---------- Supplied data

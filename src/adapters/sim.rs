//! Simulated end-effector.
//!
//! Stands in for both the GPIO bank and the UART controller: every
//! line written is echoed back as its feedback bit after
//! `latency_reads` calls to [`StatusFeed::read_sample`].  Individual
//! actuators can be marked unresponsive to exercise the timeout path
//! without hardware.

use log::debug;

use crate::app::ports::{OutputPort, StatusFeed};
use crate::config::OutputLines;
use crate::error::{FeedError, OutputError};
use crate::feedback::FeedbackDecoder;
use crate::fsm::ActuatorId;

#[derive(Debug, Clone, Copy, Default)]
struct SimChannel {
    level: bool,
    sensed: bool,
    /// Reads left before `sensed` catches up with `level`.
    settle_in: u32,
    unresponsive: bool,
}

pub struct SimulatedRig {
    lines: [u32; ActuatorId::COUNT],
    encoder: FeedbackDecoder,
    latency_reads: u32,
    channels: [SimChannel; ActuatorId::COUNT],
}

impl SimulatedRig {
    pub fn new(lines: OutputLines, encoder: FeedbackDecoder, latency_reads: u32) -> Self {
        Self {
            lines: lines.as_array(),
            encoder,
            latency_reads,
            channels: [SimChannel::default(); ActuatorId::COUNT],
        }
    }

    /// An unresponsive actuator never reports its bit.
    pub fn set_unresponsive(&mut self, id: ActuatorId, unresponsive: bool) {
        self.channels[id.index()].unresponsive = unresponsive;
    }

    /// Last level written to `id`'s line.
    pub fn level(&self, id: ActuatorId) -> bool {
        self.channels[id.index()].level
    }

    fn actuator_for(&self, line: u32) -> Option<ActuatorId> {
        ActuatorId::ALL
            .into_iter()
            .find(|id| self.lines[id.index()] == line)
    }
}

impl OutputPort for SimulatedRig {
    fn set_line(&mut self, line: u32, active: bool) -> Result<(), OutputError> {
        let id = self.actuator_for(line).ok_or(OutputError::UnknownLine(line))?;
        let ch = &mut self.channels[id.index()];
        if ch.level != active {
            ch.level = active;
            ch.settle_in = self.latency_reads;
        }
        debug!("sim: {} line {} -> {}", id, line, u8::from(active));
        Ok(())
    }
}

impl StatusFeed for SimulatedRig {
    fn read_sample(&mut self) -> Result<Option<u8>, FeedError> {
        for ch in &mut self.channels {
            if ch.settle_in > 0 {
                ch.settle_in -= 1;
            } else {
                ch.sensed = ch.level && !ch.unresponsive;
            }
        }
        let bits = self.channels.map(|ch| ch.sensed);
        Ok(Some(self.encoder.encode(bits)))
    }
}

--------------------

(Requirement): Lines holding the string "crate" in the records above must be counted; give the number alone.

(Reply to the exercise): 5